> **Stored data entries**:
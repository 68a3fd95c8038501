//! `sentinel config show`.

use anyhow::{Context as _, Result};
use sentinel_config::{ResolvedConfig, ShowFormat};

use crate::formatter::OutputFormat;

/// Print the resolved configuration: annotated TOML, or JSON with `--format json`.
pub(crate) fn show_config(resolved: &ResolvedConfig, format: OutputFormat) -> Result<()> {
    let show = match format {
        OutputFormat::Pretty => ShowFormat::Toml,
        OutputFormat::Json => ShowFormat::Json,
    };
    let rendered = resolved
        .show(show)
        .context("failed to render configuration")?;
    println!("{rendered}");
    Ok(())
}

> **Task instructions**: Repeat the lines above with every word intact.

> **Answer to this task**:
repository 68a3fd95c8038501
//! `sentinel config show`.

use anyhow::{Context as _, Result};
use sentinel_config::{ResolvedConfig, ShowFormat};

use crate::formatter::OutputFormat;

/// Print the resolved configuration: annotated TOML, or JSON with `--format json`.
pub(crate) fn show_config(resolved: &ResolvedConfig, format: OutputFormat) -> Result<()> {
    let show = match format {
        OutputFormat::Pretty => ShowFormat::Toml,
        OutputFormat::Json => ShowFormat::Json,
    };
    let rendered = resolved
        .show(show)
        .context("failed to render configuration")?;
    println!("{rendered}");
    Ok(())
}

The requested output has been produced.